Então, eu gostaria de, educadamente, me apresentar. Mas meu nome pouco importa. Minha idade, onde moro, as coisas que gosto e o que me faz feliz tampouco. Importa que você conheça um "eu" que representa muito daquilo que você diz acreditar conhecer.
E eu lamento muito o desconforto que você possa vir a sentir com a primeira coisa que eu tenho para te dizer, mas, lamento ainda mais o fato de ter que precisar dizer: sobre mim, você se enganou.
Entenda que enquanto me coloco aqui sem me nomear, não faço isso para me anonimizar, pois não tenho nem medo, nem vergonha, nem qualquer outro sentimento negativo sobre mim. Não me nomeio pois eu não sou um só.
Apesar do seu nome se repetir muitas vezes nos livros de minha estante, hoje te vejo de uma forma completamente diferente daquela que via quando li em voz alta as suas linhas para as minhas filhas pequenas.
É uma pena que você tenha usado o nome de tantas outras - que também dividem a mesma estante contigo aqui em casa - para embasar o delírio completamente distorcido que você criou sobre mim e tantas outras pessoas, sem entender o lugar de fala delas. Fragmentos fora de contexto são muito perigosos, e eu acreditava que você sabia disso.
Esta carta é para te dizer que, logo você, que ainda citou seu lugar de fala, escolheu silenciar o dos outros.
Felizmente, somos inteligentes demais para cair em suas palavras, que tentam disfarçar um desconforto que é seu, mascarando-o de "senso comum".
Mas eu estou aqui. Ainda que você não goste. Essa carta é também para te dizer que eu não preciso que você goste de mim. Eu não preciso que você destile aquilo que você vai chamar de "lugar de fala", quando te acusarem de propagar um discurso de ódio.
Agora desejo apenas que você encontre felicidade em algo. Talvez assim consiga preencher esse vazio em você, que te faz ter tempo de sobra para se incomodar com a vida dos outros.Pouco adianta tanto estudo se você segue sendo tão ignorante.
Enfim, deixa eu finalmente me apresentar: Eu sou aquele que, assim como você, menstrua. Assim como você, já esteve gestante. Assim como você, tem mamas.
Sou uma dessas pessoas que te incomodam. Sou uma dessas pessoas que também precisam lutar todo dia para serem vistas e respeitadas como "sujeitos de direitos''.
Sou um homem trans que gesta e menstrua. E que também precisa de políticas públicas para poder gestar em segurança e sair da pobreza menstrual.

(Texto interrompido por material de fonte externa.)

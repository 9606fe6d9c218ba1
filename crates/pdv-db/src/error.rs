//! # Database Error Types
//!
//! Error types for database operations.
//!
//! ## Error Flow
//! ```text
//! ┌─────────────────────────────────────────────────────────────────────────┐
//! │                    Error Propagation                                    │
//! │                                                                         │
//! │  CoreError (validation, amount overflow)   sqlx::Error (SQLite)        │
//! │       │                                          │                      │
//! │       └──────────────────┬───────────────────────┘                      │
//! │                          ▼                                              │
//! │  DbError (this module) ← Adds context and categorization               │
//! │       │                                                                 │
//! │       ▼                                                                 │
//! │  DbError::kind() → ValidationRejected                                  │
//! │                  | ReferentialIntegrityViolation                       │
//! │                  | StorageFailure                                      │
//! │       │                                                                 │
//! │       ▼                                                                 │
//! │  Caller decides what to show; nothing is retried here                  │
//! └─────────────────────────────────────────────────────────────────────────┘
//! ```

use pdv_core::{CoreError, ValidationError};
use thiserror::Error;

/// Database operation errors.
///
/// These errors wrap sqlx and domain errors and provide additional context
/// for debugging and user feedback.
#[derive(Debug, Error)]
pub enum DbError {
    /// A domain rule rejected the record before it reached SQL.
    #[error(transparent)]
    Core(#[from] CoreError),

    /// Entity not found in database.
    ///
    /// ## When This Occurs
    /// - Update or delete of an ID that doesn't exist
    /// - Relationship lookup from a sale item to a vanished row
    #[error("{entity} not found: {id}")]
    NotFound { entity: String, id: String },

    /// Unique constraint violation.
    ///
    /// ## When This Occurs
    /// - Inserting a duplicate product barcode
    /// - Any UNIQUE index violation
    #[error("Duplicate {field}: '{value}' already exists")]
    UniqueViolation { field: String, value: String },

    /// Foreign key constraint violation.
    ///
    /// ## When This Occurs
    /// - Referencing a non-existent customer, operator, sale or product
    /// - Deleting a product, customer or operator that sales still reference
    #[error("Foreign key violation: {message}")]
    ForeignKeyViolation { message: String },

    /// Database connection failed.
    ///
    /// ## When This Occurs
    /// - Database file doesn't exist and can't be created
    /// - File permissions issue
    /// - Disk full
    #[error("Connection failed: {0}")]
    ConnectionFailed(String),

    /// Migration failed.
    #[error("Migration failed: {0}")]
    MigrationFailed(String),

    /// Query execution failed.
    #[error("Query failed: {0}")]
    QueryFailed(String),

    /// Transaction failed.
    #[error("Transaction failed: {0}")]
    TransactionFailed(String),

    /// Pool exhausted (all connections in use).
    #[error("Connection pool exhausted")]
    PoolExhausted,

    /// A configuration value could not be used.
    #[error("Invalid configuration for {key}: {reason}")]
    InvalidConfig { key: String, reason: String },

    /// Internal database error.
    #[error("Internal database error: {0}")]
    Internal(String),
}

/// Coarse category of a [`DbError`], for callers that only need to know
/// who is at fault.
#[derive(Debug, Clone, Copy, PartialEq, Eq)]
pub enum ErrorKind {
    /// The input broke a domain rule.
    ValidationRejected,
    /// A foreign key pointed nowhere, or a delete would orphan rows.
    ReferentialIntegrityViolation,
    /// Anything the storage layer failed at.
    StorageFailure,
}

impl DbError {
    /// Creates a NotFound error for a given entity type and ID.
    pub fn not_found(entity: impl Into<String>, id: impl Into<String>) -> Self {
        DbError::NotFound {
            entity: entity.into(),
            id: id.into(),
        }
    }

    /// Creates a UniqueViolation error.
    pub fn duplicate(field: impl Into<String>, value: impl Into<String>) -> Self {
        DbError::UniqueViolation {
            field: field.into(),
            value: value.into(),
        }
    }

    /// Creates a ForeignKeyViolation error.
    pub fn dangling(message: impl Into<String>) -> Self {
        DbError::ForeignKeyViolation {
            message: message.into(),
        }
    }

    /// Creates an InvalidConfig error.
    pub fn invalid_config(key: impl Into<String>, reason: impl Into<String>) -> Self {
        DbError::InvalidConfig {
            key: key.into(),
            reason: reason.into(),
        }
    }

    pub fn kind(&self) -> ErrorKind {
        match self {
            DbError::Core(_) => ErrorKind::ValidationRejected,
            DbError::ForeignKeyViolation { .. } => ErrorKind::ReferentialIntegrityViolation,
            _ => ErrorKind::StorageFailure,
        }
    }
}

impl From<ValidationError> for DbError {
    fn from(err: ValidationError) -> Self {
        DbError::Core(CoreError::Validation(err))
    }
}

/// Convert sqlx errors to DbError.
///
/// ## Error Mapping
/// ```text
/// sqlx::Error::RowNotFound    → DbError::NotFound
/// sqlx::Error::Database       → Analyze message for constraint type
/// sqlx::Error::PoolTimedOut   → DbError::PoolExhausted
/// Other                       → DbError::Internal
/// ```
impl From<sqlx::Error> for DbError {
    fn from(err: sqlx::Error) -> Self {
        match err {
            sqlx::Error::RowNotFound => DbError::NotFound {
                entity: "Record".to_string(),
                id: "unknown".to_string(),
            },

            sqlx::Error::Database(db_err) => {
                let msg = db_err.message();

                // UNIQUE constraint: "UNIQUE constraint failed: <table>.<column>"
                // FK constraint: "FOREIGN KEY constraint failed"
                if msg.contains("UNIQUE constraint failed") {
                    let field = msg
                        .split("UNIQUE constraint failed: ")
                        .nth(1)
                        .unwrap_or("unknown")
                        .to_string();
                    DbError::UniqueViolation {
                        field,
                        value: "unknown".to_string(),
                    }
                } else if msg.contains("FOREIGN KEY constraint failed") {
                    DbError::ForeignKeyViolation {
                        message: msg.to_string(),
                    }
                } else {
                    DbError::QueryFailed(msg.to_string())
                }
            }

            sqlx::Error::PoolTimedOut => DbError::PoolExhausted,

            sqlx::Error::PoolClosed => DbError::ConnectionFailed("Pool is closed".to_string()),

            _ => DbError::Internal(err.to_string()),
        }
    }
}

impl From<sqlx::migrate::MigrateError> for DbError {
    fn from(err: sqlx::migrate::MigrateError) -> Self {
        DbError::MigrationFailed(err.to_string())
    }
}

/// Result type for database operations.
pub type DbResult<T> = Result<T, DbError>;

// =============================================================================
// Unit Tests
// =============================================================================
//! # Database Pool Management
//!
//! Connection pool creation and configuration for SQLite.
//!
//! ## Architecture
//! ```text
//! ┌─────────────────────────────────────────────────────────────────────────┐
//! │                      Database Connection Pool                           │
//! │                                                                         │
//! │  Process startup                                                       │
//! │       │                                                                 │
//! │       ▼                                                                 │
//! │  DbConfig::from_env() / DbConfig::new(path) ← Configure pool settings  │
//! │       │                                                                 │
//! │       ▼                                                                 │
//! │  Database::new(config).await ← Create pool + run migrations            │
//! │       │                                                                 │
//! │       ▼                                                                 │
//! │  ┌─────────────────────────────────────────┐                           │
//! │  │            SqlitePool                    │                           │
//! │  │  ┌─────┐ ┌─────┐ ┌─────┐ ┌─────┐       │                           │
//! │  │  │Conn1│ │Conn2│ │Conn3│ │Conn4│ ...   │  (max_connections)        │
//! │  │  └─────┘ └─────┘ └─────┘ └─────┘       │                           │
//! │  └─────────────────────────────────────────┘                           │
//! │       │                                                                 │
//! │       ▼                                                                 │
//! │  db.customers() / db.products() / db.sales() / db.sale_items()        │
//! │  (each repository holds a cheap clone of the pool)                     │
//! └─────────────────────────────────────────────────────────────────────────┘
//! ```
//!
//! ## WAL Mode
//! File databases use SQLite WAL (Write-Ahead Logging):
//! - Readers don't block writers
//! - Writers don't block readers
//! - Better crash recovery
//!
//! In-memory databases keep SQLite's default journal and live on a single
//! connection that is never recycled; closing it would drop the data.

use sqlx::sqlite::{SqliteConnectOptions, SqliteJournalMode, SqlitePoolOptions, SqliteSynchronous};
use sqlx::SqlitePool;
use std::path::{Path, PathBuf};
use std::str::FromStr;
use std::time::Duration;
use tracing::{debug, info};

use crate::error::{DbError, DbResult};
use crate::migrations;
use crate::repository::customer::CustomerRepository;
use crate::repository::product::ProductRepository;
use crate::repository::sale::SaleRepository;
use crate::repository::sale_item::SaleItemRepository;
use crate::repository::user::UserRepository;

/// Path marker for an in-memory database.
pub const IN_MEMORY_PATH: &str = ":memory:";

/// Environment variables read by [`DbConfig::from_env`].
pub const ENV_DATABASE_PATH: &str = "PDV_DATABASE_PATH";
pub const ENV_MAX_CONNECTIONS: &str = "PDV_DB_MAX_CONNECTIONS";
pub const ENV_MIN_CONNECTIONS: &str = "PDV_DB_MIN_CONNECTIONS";
pub const ENV_CONNECT_TIMEOUT_SECS: &str = "PDV_DB_CONNECT_TIMEOUT_SECS";

/// Database file used when `PDV_DATABASE_PATH` is not set.
pub const DEFAULT_DATABASE_PATH: &str = "./pdv.db";

// =============================================================================
// Configuration
// =============================================================================

/// Database configuration.
///
/// ## Example
/// ```rust,ignore
/// let config = DbConfig::new("/path/to/pdv.db")
///     .max_connections(5)
///     .min_connections(1);
/// ```
#[derive(Debug, Clone)]
pub struct DbConfig {
    /// Path to the SQLite database file, or `:memory:`.
    pub database_path: PathBuf,

    /// Maximum number of connections in the pool.
    /// Default: 5
    pub max_connections: u32,

    /// Minimum number of connections to keep alive.
    /// Default: 1
    pub min_connections: u32,

    /// Connection timeout duration.
    /// Default: 30 seconds
    pub connect_timeout: Duration,

    /// Idle timeout before closing a connection.
    /// Default: 10 minutes
    pub idle_timeout: Duration,

    /// Whether to run migrations on connect.
    /// Default: true
    pub run_migrations: bool,
}

impl DbConfig {
    /// Creates a new database configuration with the given path.
    ///
    /// The file is created if it doesn't exist.
    pub fn new(path: impl Into<PathBuf>) -> Self {
        DbConfig {
            database_path: path.into(),
            max_connections: 5,
            min_connections: 1,
            connect_timeout: Duration::from_secs(30),
            idle_timeout: Duration::from_secs(600),
            run_migrations: true,
        }
    }

    /// Sets the maximum number of connections.
    pub fn max_connections(mut self, max: u32) -> Self {
        self.max_connections = max;
        self
    }

    /// Sets the minimum number of connections.
    pub fn min_connections(mut self, min: u32) -> Self {
        self.min_connections = min;
        self
    }

    /// Sets the connection timeout.
    pub fn connect_timeout(mut self, timeout: Duration) -> Self {
        self.connect_timeout = timeout;
        self
    }

    /// Sets whether to run migrations on connect.
    pub fn run_migrations(mut self, run: bool) -> Self {
        self.run_migrations = run;
        self
    }

    /// Creates an in-memory database configuration (for testing).
    ///
    /// ## Usage
    /// ```rust,ignore
    /// let db = Database::new(DbConfig::in_memory()).await?;
    /// // Database is isolated, perfect for tests
    /// ```
    pub fn in_memory() -> Self {
        DbConfig {
            database_path: PathBuf::from(IN_MEMORY_PATH),
            max_connections: 1, // In-memory requires single connection
            min_connections: 1,
            connect_timeout: Duration::from_secs(5),
            idle_timeout: Duration::from_secs(60),
            run_migrations: true,
        }
    }

    /// Builds a configuration from `PDV_*` environment variables.
    ///
    /// | Variable | Default |
    /// |---|---|
    /// | `PDV_DATABASE_PATH` | `./pdv.db` |
    /// | `PDV_DB_MAX_CONNECTIONS` | 5 |
    /// | `PDV_DB_MIN_CONNECTIONS` | 1 |
    /// | `PDV_DB_CONNECT_TIMEOUT_SECS` | 30 |
    ///
    /// ## Errors
    /// `DbError::InvalidConfig` when a value doesn't parse or the minimum
    /// exceeds the maximum.
    pub fn from_env() -> DbResult<Self> {
        Self::from_lookup(|key| std::env::var(key).ok())
    }

    /// Same as [`from_env`](Self::from_env) with an arbitrary variable source.
    pub fn from_lookup<F>(lookup: F) -> DbResult<Self>
    where
        F: Fn(&str) -> Option<String>,
    {
        let path = lookup(ENV_DATABASE_PATH)
            .filter(|p| !p.trim().is_empty())
            .unwrap_or_else(|| DEFAULT_DATABASE_PATH.to_string());

        let mut config = if path == IN_MEMORY_PATH {
            DbConfig::in_memory()
        } else {
            DbConfig::new(path)
        };

        if let Some(max) = parse_var::<u32, _>(&lookup, ENV_MAX_CONNECTIONS)? {
            config.max_connections = max;
        }
        if let Some(min) = parse_var::<u32, _>(&lookup, ENV_MIN_CONNECTIONS)? {
            config.min_connections = min;
        }
        if let Some(secs) = parse_var::<u64, _>(&lookup, ENV_CONNECT_TIMEOUT_SECS)? {
            config.connect_timeout = Duration::from_secs(secs);
        }

        if config.max_connections == 0 {
            return Err(DbError::invalid_config(
                ENV_MAX_CONNECTIONS,
                "must be at least 1",
            ));
        }
        if config.min_connections > config.max_connections {
            return Err(DbError::invalid_config(
                ENV_MIN_CONNECTIONS,
                format!(
                    "{} exceeds max_connections {}",
                    config.min_connections, config.max_connections
                ),
            ));
        }

        Ok(config)
    }

    /// Whether this configuration points at an in-memory database.
    pub fn is_in_memory(&self) -> bool {
        self.database_path == Path::new(IN_MEMORY_PATH)
    }
}

fn parse_var<T, F>(lookup: &F, key: &str) -> DbResult<Option<T>>
where
    T: FromStr,
    T::Err: std::fmt::Display,
    F: Fn(&str) -> Option<String>,
{
    match lookup(key) {
        None => Ok(None),
        Some(raw) => raw
            .trim()
            .parse::<T>()
            .map(Some)
            .map_err(|e| DbError::invalid_config(key, format!("'{raw}': {e}"))),
    }
}

// =============================================================================
// Database
// =============================================================================

/// Main database handle providing repository access.
///
/// Cloning is cheap: the pool is reference-counted.
///
/// ## Usage
/// ```rust,ignore
/// let db = Database::new(DbConfig::from_env()?).await?;
/// let low = db.products().list(&[ProductFilter::low_stock()]).await?;
/// ```
#[derive(Debug, Clone)]
pub struct Database {
    /// The SQLite connection pool.
    pool: SqlitePool,
}

impl Database {
    /// Creates a new database connection pool.
    ///
    /// ## What This Does
    /// 1. Creates the database file if it doesn't exist
    /// 2. Configures SQLite:
    ///    - WAL mode for concurrent reads (file databases)
    ///    - NORMAL synchronous
    ///    - Foreign keys enabled
    /// 3. Creates the connection pool
    /// 4. Runs migrations (if enabled)
    pub async fn new(config: DbConfig) -> DbResult<Self> {
        info!(
            path = %config.database_path.display(),
            "Initializing database connection"
        );

        let in_memory = config.is_in_memory();

        let connect_options = if in_memory {
            SqliteConnectOptions::from_str("sqlite::memory:")
                .map_err(|e| DbError::ConnectionFailed(e.to_string()))?
        } else {
            SqliteConnectOptions::new()
                .filename(&config.database_path)
                // WAL mode: readers don't block writers
                .journal_mode(SqliteJournalMode::Wal)
                .synchronous(SqliteSynchronous::Normal)
                .create_if_missing(true)
        };
        // SQLite has foreign keys disabled by default
        let connect_options = connect_options.foreign_keys(true);

        debug!(in_memory, "Connection options configured");

        let mut pool_options = SqlitePoolOptions::new()
            .max_connections(config.max_connections)
            .min_connections(config.min_connections)
            .acquire_timeout(config.connect_timeout);

        pool_options = if in_memory {
            pool_options
                .idle_timeout(None::<Duration>)
                .max_lifetime(None::<Duration>)
        } else {
            pool_options.idle_timeout(Some(config.idle_timeout))
        };

        let pool = pool_options
            .connect_with(connect_options)
            .await
            .map_err(|e| DbError::ConnectionFailed(e.to_string()))?;

        info!(
            max_connections = config.max_connections,
            "Database pool created"
        );

        let db = Database { pool };

        if config.run_migrations {
            db.run_migrations().await?;
        }

        Ok(db)
    }

    /// Runs database migrations.
    ///
    /// Called automatically by `new()` unless `run_migrations` is false.
    pub async fn run_migrations(&self) -> DbResult<()> {
        info!("Running database migrations");
        migrations::run_migrations(&self.pool).await?;
        info!("Migrations complete");
        Ok(())
    }

    /// `(total, applied)` migration counts, for diagnostics.
    pub async fn migration_status(&self) -> DbResult<(usize, usize)> {
        migrations::migration_status(&self.pool).await
    }

    /// Returns a reference to the connection pool.
    ///
    /// Prefer repository methods when available.
    pub fn pool(&self) -> &SqlitePool {
        &self.pool
    }

    /// Returns the operator repository.
    pub fn users(&self) -> UserRepository {
        UserRepository::new(self.pool.clone())
    }

    /// Returns the customer repository.
    pub fn customers(&self) -> CustomerRepository {
        CustomerRepository::new(self.pool.clone())
    }

    /// Returns the product repository.
    ///
    /// ## Example
    /// ```rust,ignore
    /// let product = db.products().get_by_barcode("7891000100103").await?;
    /// ```
    pub fn products(&self) -> ProductRepository {
        ProductRepository::new(self.pool.clone())
    }

    /// Returns the sale repository.
    pub fn sales(&self) -> SaleRepository {
        SaleRepository::new(self.pool.clone())
    }

    /// Returns the sale item repository.
    pub fn sale_items(&self) -> SaleItemRepository {
        SaleItemRepository::new(self.pool.clone())
    }

    /// Closes the database connection pool.
    ///
    /// After calling close, all repository operations will fail.
    pub async fn close(&self) {
        info!("Closing database connection pool");
        self.pool.close().await;
    }

    /// Checks if the database can execute queries.
    pub async fn health_check(&self) -> bool {
        sqlx::query("SELECT 1").execute(&self.pool).await.is_ok()
    }
}

// =============================================================================
// Unit Tests
// =============================================================================
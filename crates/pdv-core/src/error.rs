//! # Error Types
//!
//! Domain-specific error types for pdv-core.
//!
//! ## Error Hierarchy
//! ```text
//! ┌─────────────────────────────────────────────────────────────────────────┐
//! │                         Error Types                                     │
//! │                                                                         │
//! │  pdv-core errors (this file)                                           │
//! │  ├── CoreError        - Derivation failures, wraps validation          │
//! │  └── ValidationError  - Rejected input (format, range, whitelist)      │
//! │                                                                         │
//! │  pdv-db errors (separate crate)                                        │
//! │  └── DbError          - Storage failures, wraps CoreError              │
//! │                                                                         │
//! │  Flow: ValidationError → CoreError → DbError → caller                  │
//! └─────────────────────────────────────────────────────────────────────────┘
//! ```

use thiserror::Error;

// =============================================================================
// Core Error
// =============================================================================

/// Core business logic errors.
#[derive(Debug, Error)]
pub enum CoreError {
    /// A derived amount does not fit in the fixed-point representation.
    ///
    /// ## When This Occurs
    /// - `quantity × unit_price` exceeds `i64::MAX` centavos
    ///
    /// The subtotal is never allowed to wrap around to a negative value.
    #[error("Amount overflow: {quantity} × {unit_price_cents} centavos")]
    AmountOverflow { quantity: i64, unit_price_cents: i64 },

    /// Validation error (wraps ValidationError).
    #[error("Validation error: {0}")]
    Validation(#[from] ValidationError),
}

// =============================================================================
// Validation Error
// =============================================================================

/// Input validation errors.
///
/// These surface to the caller unchanged and are never retried.
#[derive(Debug, Error)]
pub enum ValidationError {
    /// A required field is missing or empty.
    #[error("{field} is required")]
    Required { field: String },

    /// Field value is too long.
    #[error("{field} must be at most {max} characters")]
    TooLong { field: String, max: usize },

    /// Numeric value is out of range.
    #[error("{field} must be between {min} and {max}")]
    OutOfRange { field: String, min: i64, max: i64 },

    /// Value must be positive.
    #[error("{field} must be positive")]
    MustBePositive { field: String },

    /// Invalid format (e.g. CPF check digits, UUID, CEP).
    #[error("{field} has invalid format: {reason}")]
    InvalidFormat { field: String, reason: String },

    /// Mass assignment tried to set a field outside the entity's whitelist.
    #[error("{field} is not fillable on {entity}")]
    NotFillable { entity: String, field: String },
}

// =============================================================================
// Result Type Alias
// =============================================================================

/// Convenience type alias for Results with CoreError.
pub type CoreResult<T> = Result<T, CoreError>;

// =============================================================================
// Unit Tests
// =============================================================================

#[cfg(test)]
mod tests {
    use super::*;

    #[test]
    fn test_error_messages() {
        let err = CoreError::AmountOverflow {
            quantity: 3,
            unit_price_cents: i64::MAX,
        };
        assert_eq!(
            err.to_string(),
            format!("Amount overflow: 3 × {} centavos", i64::MAX)
        );
    }

    #[test]
    fn test_validation_error_messages() {
        let err = ValidationError::Required {
            field: "name".to_string(),
        };
        assert_eq!(err.to_string(), "name is required");

        let err = ValidationError::NotFillable {
            entity: "Sale".to_string(),
            field: "id".to_string(),
        };
        assert_eq!(err.to_string(), "id is not fillable on Sale");
    }

    #[test]
    fn test_validation_converts_to_core_error() {
        let validation_err = ValidationError::MustBePositive {
            field: "quantity".to_string(),
        };
        let core_err: CoreError = validation_err.into();
        assert!(matches!(core_err, CoreError::Validation(_)));
    }
}
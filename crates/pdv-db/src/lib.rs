//! # pdv-db: Database Layer for PDV
//!
//! This crate provides database access for the PDV system.
//! It uses SQLite for local storage with sqlx for async operations.
//!
//! ## Architecture Position
//! ```text
//! ┌─────────────────────────────────────────────────────────────────────────┐
//! │                          PDV Data Flow                                  │
//! │                                                                         │
//! │  Caller (record a sale, list low-stock products, ...)                  │
//! │       │                                                                 │
//! │       ▼                                                                 │
//! │  ┌─────────────────────────────────────────────────────────────────┐   │
//! │  │                     pdv-db (THIS CRATE)                         │   │
//! │  │                                                                 │   │
//! │  │   ┌───────────────┐    ┌───────────────┐    ┌──────────────┐  │   │
//! │  │   │   Database    │    │  Repositories │    │  Migrations  │  │   │
//! │  │   │   (pool.rs)   │    │               │    │  (embedded)  │  │   │
//! │  │   │               │    │ CustomerRepo  │    │              │  │   │
//! │  │   │ SqlitePool    │◄───│ ProductRepo   │    │ 001_initial_ │  │   │
//! │  │   │ DbConfig      │    │ SaleRepo      │    │  schema.sql  │  │   │
//! │  │   │               │    │ SaleItemRepo  │    │              │  │   │
//! │  │   └───────────────┘    └───────┬───────┘    └──────────────┘  │   │
//! │  │                                │ validate + derive             │   │
//! │  │                                ▼                               │   │
//! │  │                          pdv-core rules                        │   │
//! │  └─────────────────────────────────────────────────────────────────┘   │
//! │       │                                                                 │
//! │       ▼                                                                 │
//! │  ┌─────────────────────────────────────────────────────────────────┐   │
//! │  │                     SQLite Database (./pdv.db)                  │   │
//! │  └─────────────────────────────────────────────────────────────────┘   │
//! └─────────────────────────────────────────────────────────────────────────┘
//! ```
//!
//! ## Module Organization
//!
//! - [`pool`] - Connection pool creation and configuration
//! - [`migrations`] - Embedded database migrations
//! - [`error`] - Database error types
//! - [`repository`] - Repository implementations and filter translation
//!
//! ## Usage
//!
//! ```rust,ignore
//! use pdv_db::{Database, DbConfig};
//! use pdv_core::{ProductFilter, SaleLine};
//!
//! let db = Database::new(DbConfig::from_env()?).await?;
//!
//! let (sale, items) = db.sales().record(new_sale, vec![
//!     SaleLine { product_id, quantity: 2, unit_price: None },
//! ]).await?;
//!
//! let low = db.products().list(&[ProductFilter::low_stock()]).await?;
//! ```

// =============================================================================
// Module Declarations
// =============================================================================

pub mod error;
pub mod migrations;
pub mod pool;
pub mod repository;

// =============================================================================
// Re-exports
// =============================================================================

pub use error::{DbError, DbResult, ErrorKind};
pub use pool::{Database, DbConfig};

// Repository re-exports for convenience
pub use repository::customer::CustomerRepository;
pub use repository::product::ProductRepository;
pub use repository::sale::SaleRepository;
pub use repository::sale_item::SaleItemRepository;
pub use repository::user::UserRepository;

Mas mais que isso, sou eu que digo quem sou. Jamais você ou qualquer outra pessoa.
Você não pode decidir apagar a vida de pessoas trans - no país que mais assassina pessoas trans no mundo, onde a expectativa de vida é de 77 anos, mas cai para 35 se você for uma pessoa trans.
Quem pode dizer o que me inclui enquanto homem trans, sou eu.
E, sim, eu sou uma pessoa que menstrua. E isso não tem relação alguma com você e o fato de você ser mulher.